Masturbation “protects against prostate cancer”

Friday, July 18, 2003
 
LONDON

By Mark Cowen

Australian researchers say frequent masturbation could help protect against prostrate cancer.
 
Scientists from the Cancer Council Victoria in Melbourne asked 1,079 men with prostate cancer about their sexual habits. Their answers were then compared to those given by 1,259 healthy men who were free of the disease.

According to New Scientist magazine, the researchers say the more men ejaculate between the ages of 20 and 50, the more they seemed to be protected against prostate cancer.

This protective effect also seemed to be greater for men in their 20s. For example, those who ejaculated five times or more at this age were a third less likely to develop prostate cancer in later life, according to the study published in BJU International.

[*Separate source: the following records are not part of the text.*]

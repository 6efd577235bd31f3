//! CLI argument parsing and command dispatch.

pub mod args;
pub mod commands;

use anyhow::Result;
use args::{Cli, Commands};
use clap::Parser;

use crate::config::Config;

/// Run the CLI application.
pub async fn run() -> Result<()> {
    let cli = Cli::parse();

    if cli.no_color {
        colored::control::set_override(false);
    }

    init_tracing(cli.verbose);

    // Load configuration
    let config = Config::load()?;

    // Flag beats config beats default
    let output_format = cli.output.or(config.output_format).unwrap_or_default();

    let ctx = commands::Context {
        output_format,
        verbose: cli.verbose,
        config,
    };

    // Dispatch to appropriate command
    match cli.command {
        Commands::Extract(args) => commands::extract::execute(ctx, args).await,
        Commands::Analyze(args) => commands::analyze::execute(&ctx, args),
        Commands::Report(args) => commands::report::execute(&ctx, args),
        Commands::Scan(args) => commands::scan::execute(ctx, args).await,
        Commands::Config(args) => commands::config::execute(&ctx, args),
    }
}

/// Send library tracing to stderr; `--verbose` raises the default
/// level, `RUST_LOG` overrides everything.
fn init_tracing(verbose: bool) {
    let default = if verbose { "debug" } else { "warn" };
    let filter = tracing_subscriber::EnvFilter::try_from_default_env()
        .unwrap_or_else(|_| tracing_subscriber::EnvFilter::new(default));

    let _ = tracing_subscriber::fmt()
        .with_env_filter(filter)
        .with_writer(std::io::stderr)
        .try_init();
}
//! `mactrail config` - manage persistent defaults.

use anyhow::Result;
use colored::Colorize;

use super::Context;
use crate::cli::args::{ConfigArgs, ConfigCommands};
use crate::config::Config;
use crate::output::OutputFormat;

pub fn execute(_ctx: &Context, args: ConfigArgs) -> Result<()> {
    match args.command {
        ConfigCommands::Show => show(),
        ConfigCommands::Set { key, value } => set(&key, value),
        ConfigCommands::Path => {
            println!("{}", Config::path()?.display());
            Ok(())
        }
    }
}

fn show() -> Result<()> {
    let config = Config::load()?;

    println!("{} {}", "timeline:".bold(), config.timeline_path());
    println!("{} {}", "report:".bold(), config.report_path());
    println!("{} {}", "scan_limit:".bold(), config.limit());
    println!("{} {}", "partition_label:".bold(), config.partition());
    println!(
        "{} {}",
        "output_format:".bold(),
        config.output_format.unwrap_or_default()
    );

    Ok(())
}

fn set(key: &str, value: String) -> Result<()> {
    let mut config = Config::load()?;

    match key {
        "timeline" => config.timeline = Some(value),
        "report" => config.report = Some(value),
        "scan_limit" => config.scan_limit = Some(value.parse()?),
        "partition_label" => config.partition_label = Some(value),
        "output_format" => {
            let format = <OutputFormat as clap::ValueEnum>::from_str(&value, true)
                .map_err(|e| anyhow::anyhow!("invalid output format: {e}"))?;
            config.output_format = Some(format);
        }
        _ => anyhow::bail!(
            "Unknown key: {key}\n\
             Valid keys: timeline, report, scan_limit, partition_label, output_format"
        ),
    }

    config.save()?;
    println!("{} {key}", "Set".green().bold());

    Ok(())
}
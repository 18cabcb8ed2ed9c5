use market_dashboard::{AppState, data, load_data, resolve_data_path, router};
use std::{env, net::SocketAddr};
use tokio::signal;
use tracing::{info, warn};
use tracing_subscriber::{fmt, EnvFilter};

#[tokio::main]
async fn main() -> Result<(), Box<dyn std::error::Error>> {
    fmt()
        .with_env_filter(EnvFilter::from_default_env().add_directive("info".parse()?))
        .init();

    let data = match resolve_data_path() {
        Some(path) => load_data(&path).await,
        None => data::builtin(),
    };
    let state = AppState::new(data)?;

    let port = env::var("PORT")
        .ok()
        .and_then(|value| value.parse::<u16>().ok())
        .unwrap_or(8080);
    let addr = SocketAddr::from(([0, 0, 0, 0], port));

    info!("listening on http://{addr}");
    let listener = tokio::net::TcpListener::bind(addr).await?;
    axum::serve(listener, router(state))
        .with_graceful_shutdown(shutdown_signal())
        .await?;

    Ok(())
}

async fn shutdown_signal() {
    if let Err(err) = signal::ctrl_c().await {
        warn!("failed to listen for ctrl-c: {err}");
        std::future::pending::<()>().await;
    }
    info!("shutting down");
}
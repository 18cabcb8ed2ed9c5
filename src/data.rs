use crate::models::{MarketData, MonthlySeries, YearEntry, YearlyDataset};
use std::collections::BTreeMap;

pub const MARKET: &str = "Kazakhstan";

const QUERIES_2023: [f64; 12] = [4.18, 3.22, 3.63, 3.40, 3.10, 3.17, 4.19, 4.20, 3.59, 4.40, 4.32, 4.23];
const QUERIES_2024: [f64; 12] = [6.20, 5.45, 4.33, 3.66, 3.99, 3.49, 4.82, 4.61, 5.01, 5.31, 4.27, 3.72];
const QUERIES_2025_MODERATE: [f64; 12] = [4.42, 3.97, 6.08, 4.45, 5.63, 3.95, 7.51, 6.89, 8.11, 9.16, 5.89, 4.48];
const QUERIES_2025_CONSERVATIVE: [f64; 12] = [4.42, 3.97, 5.76, 4.19, 5.20, 3.74, 7.11, 6.52, 7.68, 8.69, 5.58, 4.24];
const QUERIES_2025_AMBITIOUS: [f64; 12] = [4.42, 3.97, 6.41, 4.72, 6.07, 4.17, 7.92, 7.27, 8.56, 9.65, 6.21, 4.72];

// 2023 repeats the 2024 figures in the source data.
const IMPRESSIONS_2023: [f64; 12] = [
    0.0, 0.0, 0.0, 21595079.0, 17798768.0, 9884237.0, 1064614.0, 1251655.0, 7331765.0, 28887622.0,
    46896860.0, 29432903.0,
];
const IMPRESSIONS_2024: [f64; 12] = IMPRESSIONS_2023;
const IMPRESSIONS_2025: [f64; 12] = [
    43041083.0, 26302884.0, 58098094.0, 29802238.0, 143388850.0, 78482214.0, 76826671.0,
    60600012.0, 13575579.0, 21801603.0, 92592898.0, 69246680.0,
];

const FLIGHTS_2023: [f64; 12] = [1059.0, 807.0, 1262.0, 725.0, 512.0, 1044.0, 1020.0, 1296.0, 833.0, 817.0, 1018.0, 908.0];
const FLIGHTS_2024: [f64; 12] = [1785.0, 1587.0, 1045.0, 991.0, 1047.0, 925.0, 1068.0, 717.0, 846.0, 917.0, 754.0, 759.0];

const HOTELS_2023: [f64; 12] = [4742.0, 2951.0, 5257.0, 3304.0, 4249.0, 3076.0, 3169.0, 4427.0, 3595.0, 5891.0, 5089.0, 5542.0];
const HOTELS_2024: [f64; 12] = [6280.0, 5450.0, 8229.0, 5348.0, 6812.0, 5807.0, 4869.0, 5367.0, 5318.0, 7671.0, 5296.0, 5684.0];

/// The dataset compiled into the binary, used unless `APP_DATA_PATH` supplies another.
pub fn builtin() -> MarketData {
    let forecast = BTreeMap::from([
        ("moderate".to_string(), MonthlySeries::from_array(QUERIES_2025_MODERATE)),
        ("conservative".to_string(), MonthlySeries::from_array(QUERIES_2025_CONSERVATIVE)),
        ("ambitious".to_string(), MonthlySeries::from_array(QUERIES_2025_AMBITIOUS)),
    ]);

    MarketData {
        market: MARKET.to_string(),
        travel_queries: dataset([
            (2023, actual(QUERIES_2023)),
            (2024, actual(QUERIES_2024)),
            (2025, YearEntry::Forecast(forecast)),
        ]),
        impressions: dataset([
            (2023, actual(IMPRESSIONS_2023)),
            (2024, actual(IMPRESSIONS_2024)),
            (2025, actual(IMPRESSIONS_2025)),
        ]),
        flight_searches: dataset([(2023, actual(FLIGHTS_2023)), (2024, actual(FLIGHTS_2024))]),
        hotel_guests: dataset([(2023, actual(HOTELS_2023)), (2024, actual(HOTELS_2024))]),
    }
}

fn actual(samples: [f64; 12]) -> YearEntry {
    YearEntry::Actual(MonthlySeries::from_array(samples))
}

fn dataset<const N: usize>(entries: [(i32, YearEntry); N]) -> YearlyDataset {
    YearlyDataset {
        years: BTreeMap::from(entries),
    }
}
use crate::chart::ChartBoard;
use crate::data;
use crate::models::MarketData;
use std::{env, path::Path, path::PathBuf};
use tokio::fs;
use tracing::{error, info};

pub fn resolve_data_path() -> Option<PathBuf> {
    env::var("APP_DATA_PATH")
        .ok()
        .filter(|path| !path.trim().is_empty())
        .map(PathBuf::from)
}

/// Reads a dataset file, falling back to the builtin data when the file is
/// missing or unusable.
pub async fn load_data(path: &Path) -> MarketData {
    let bytes = match fs::read(path).await {
        Ok(bytes) => bytes,
        Err(err) if err.kind() == std::io::ErrorKind::NotFound => {
            error!("data file {} not found, using builtin dataset", path.display());
            return data::builtin();
        }
        Err(err) => {
            error!("failed to read data file: {err}");
            return data::builtin();
        }
    };

    let parsed: MarketData = match serde_json::from_slice(&bytes) {
        Ok(parsed) => parsed,
        Err(err) => {
            error!("failed to parse data file: {err}");
            return data::builtin();
        }
    };

    if let Err(err) = parsed.validate().and_then(|_| ChartBoard::new(&parsed).map(drop)) {
        error!("rejected data file: {err}");
        return data::builtin();
    }

    info!("loaded {} dataset from {}", parsed.market, path.display());
    parsed
}

#[cfg(test)]
mod tests {
    use super::*;

    fn temp_path(name: &str) -> PathBuf {
        let mut path = env::temp_dir();
        path.push(format!("market_dashboard_{}_{name}.json", std::process::id()));
        path
    }

    #[tokio::test]
    async fn missing_file_falls_back_to_builtin() {
        let data = load_data(&temp_path("missing")).await;
        assert_eq!(data, data::builtin());
    }

    #[tokio::test]
    async fn malformed_file_falls_back_to_builtin() {
        let path = temp_path("malformed");
        fs::write(&path, r#"{"market": "Nowhere"}"#).await.unwrap();
        let data = load_data(&path).await;
        let _ = fs::remove_file(&path).await;
        assert_eq!(data.market, "Kazakhstan");
    }

    #[tokio::test]
    async fn incomplete_dataset_falls_back_to_builtin() {
        let path = temp_path("incomplete");
        let mut custom = data::builtin();
        custom.market = "Uzbekistan".into();
        custom.travel_queries.years.remove(&2023);
        fs::write(&path, serde_json::to_vec(&custom).unwrap()).await.unwrap();

        let data = load_data(&path).await;
        let _ = fs::remove_file(&path).await;
        assert_eq!(data, data::builtin());
    }

    #[tokio::test]
    async fn valid_file_replaces_builtin() {
        let path = temp_path("valid");
        let mut custom = data::builtin();
        custom.market = "Uzbekistan".into();
        fs::write(&path, serde_json::to_vec(&custom).unwrap()).await.unwrap();

        let data = load_data(&path).await;
        let _ = fs::remove_file(&path).await;
        assert_eq!(data.market, "Uzbekistan");
        assert_eq!(data.travel_queries, custom.travel_queries);
    }
}
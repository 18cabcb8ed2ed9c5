use crate::errors::DashboardError;
use crate::models::{LabeledSeries, YearlyDataset};
use std::fmt;
use std::str::FromStr;

pub const ACTUAL: &str = "actual";

/// What the queries chart compares: two historical years, or the latest
/// historical year against one forecast scenario.
#[derive(Debug, Clone, PartialEq, Eq, Default)]
pub enum Scenario {
    #[default]
    Actual,
    Forecast(String),
}

impl Scenario {
    pub fn key(&self) -> &str {
        match self {
            Scenario::Actual => ACTUAL,
            Scenario::Forecast(key) => key.as_str(),
        }
    }
}

impl FromStr for Scenario {
    type Err = DashboardError;

    fn from_str(s: &str) -> Result<Self, Self::Err> {
        let key = s.trim().to_lowercase();
        match key.as_str() {
            "" => Err(DashboardError::InvalidScenario(s.to_string())),
            ACTUAL => Ok(Scenario::Actual),
            _ => Ok(Scenario::Forecast(key)),
        }
    }
}

impl fmt::Display for Scenario {
    fn fmt(&self, f: &mut fmt::Formatter<'_>) -> fmt::Result {
        f.write_str(self.key())
    }
}

pub fn select_series(
    scenario: &Scenario,
    dataset: &YearlyDataset,
) -> Result<[LabeledSeries; 2], DashboardError> {
    let history = dataset.historical_years();

    match scenario {
        Scenario::Actual => {
            let [previous, latest] = match history.as_slice() {
                [.., previous, latest] => [*previous, *latest],
                _ => {
                    return Err(DashboardError::IncompleteDataset(
                        "two historical years are required".into(),
                    ));
                }
            };
            Ok([actual_series(dataset, previous)?, actual_series(dataset, latest)?])
        }
        Scenario::Forecast(key) => {
            let latest = *history.last().ok_or_else(|| {
                DashboardError::IncompleteDataset("no historical year to compare against".into())
            })?;
            let forecast_year = dataset
                .forecast_year()
                .ok_or_else(|| DashboardError::InvalidScenario(key.clone()))?;
            let forecast = dataset.series(forecast_year, Some(key.as_str()))?;

            Ok([
                actual_series(dataset, latest)?,
                LabeledSeries {
                    label: format!("{forecast_year} {}", capitalize(key)),
                    series: forecast.clone(),
                },
            ])
        }
    }
}

fn actual_series(dataset: &YearlyDataset, year: i32) -> Result<LabeledSeries, DashboardError> {
    Ok(LabeledSeries {
        label: format!("{year} Actual"),
        series: dataset.actual(year)?.clone(),
    })
}

fn capitalize(key: &str) -> String {
    let mut chars = key.chars();
    match chars.next() {
        Some(first) => first.to_uppercase().chain(chars).collect(),
        None => String::new(),
    }
}

#[cfg(test)]
mod tests {
    use super::*;
    use crate::data::builtin;
    use crate::models::YearEntry;

    #[test]
    fn parse_normalizes_keys() {
        assert_eq!(" Actual ".parse::<Scenario>().unwrap(), Scenario::Actual);
        assert_eq!(
            "MODERATE".parse::<Scenario>().unwrap(),
            Scenario::Forecast("moderate".into())
        );
        assert!(matches!(
            "  ".parse::<Scenario>(),
            Err(DashboardError::InvalidScenario(_))
        ));
        assert_eq!(Scenario::default().to_string(), "actual");
    }

    #[test]
    fn actual_returns_two_distinct_years() {
        let data = builtin();
        let [first, second] = select_series(&Scenario::Actual, &data.travel_queries).unwrap();

        assert_eq!(first.label, "2023 Actual");
        assert_eq!(second.label, "2024 Actual");
        assert_ne!(first.label, second.label);
        assert_eq!(first.series.len(), 12);
        assert_eq!(second.series.len(), 12);
        assert_eq!(first.series.values()[0], 4.18);
    }

    #[test]
    fn forecast_returns_source_series_unchanged() {
        let data = builtin();
        let scenario: Scenario = "moderate".parse().unwrap();
        let [actual, forecast] = select_series(&scenario, &data.travel_queries).unwrap();

        assert_eq!(actual.label, "2024 Actual");
        assert_eq!(forecast.label, "2025 Moderate");
        assert_eq!(&actual.series, data.travel_queries.actual(2024).unwrap());
        match data.travel_queries.entry(2025).unwrap() {
            YearEntry::Forecast(scenarios) => assert_eq!(forecast.series, scenarios["moderate"]),
            YearEntry::Actual(_) => panic!("2025 should hold forecasts"),
        }
    }

    #[test]
    fn every_builtin_scenario_is_selectable() {
        let data = builtin();
        for key in data.travel_queries.scenario_keys() {
            let scenario: Scenario = key.parse().unwrap();
            let pair = select_series(&scenario, &data.travel_queries).unwrap();
            assert!(pair[1].label.starts_with("2025 "));
        }
    }

    #[test]
    fn unknown_scenario_is_rejected() {
        let data = builtin();
        let scenario: Scenario = "optimistic".parse().unwrap();
        let err = select_series(&scenario, &data.travel_queries).unwrap_err();
        assert_eq!(err, DashboardError::InvalidScenario("optimistic".into()));
    }

    #[test]
    fn actual_needs_two_years_of_history() {
        let dataset = YearlyDataset::default().with_actual(2024, &[1.0; 12]).unwrap();
        assert!(matches!(
            select_series(&Scenario::Actual, &dataset),
            Err(DashboardError::IncompleteDataset(_))
        ));
    }

    #[test]
    fn capitalize_handles_empty_and_single_char() {
        assert_eq!(capitalize(""), "");
        assert_eq!(capitalize("a"), "A");
        assert_eq!(capitalize("ambitious"), "Ambitious");
    }
}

The results, say the researchers are at odds with previous studies, which found that having a high levels of sexual activity, or many partners, increased the risk of prostate cancer development by up to 40 per cent. However, the present study differed in that it asked about numbers of ejaculations, rather than frequency of sexual intercourse.

The team speculates that infections caused by intercourse could be responsible for the increased risk of prostate cancer in previous studies.

They add that the reason for the protective effects conferred by increased ejaculations could be because carcinogens are prevented from building up in the glands.

“It’s a prostatic stagnation hypothesis,” said lead researcher Graham Giles. “The more you flush the ducts out, the less there is to hang around and damage the cells that line them.”

Alternatively ejaculation may induce prostate cancer cells to fully mature, thus making them less susceptible to carcinogens.

Whatever the reasons, if the findings are confirmed, doctors will not only be prescribing changes in diet and exercise habits as a means of reducing the risk of prostate cancer.

Anthony Smith, deputy director of the Australian Research Centre in Sex, Health and Society at La Trobe University in Melbourne, said, “Masturbation is part of people’s sexual repertoire. If these findings hold up, then it’s perfectly reasonable that men should be encouraged to masturbate.”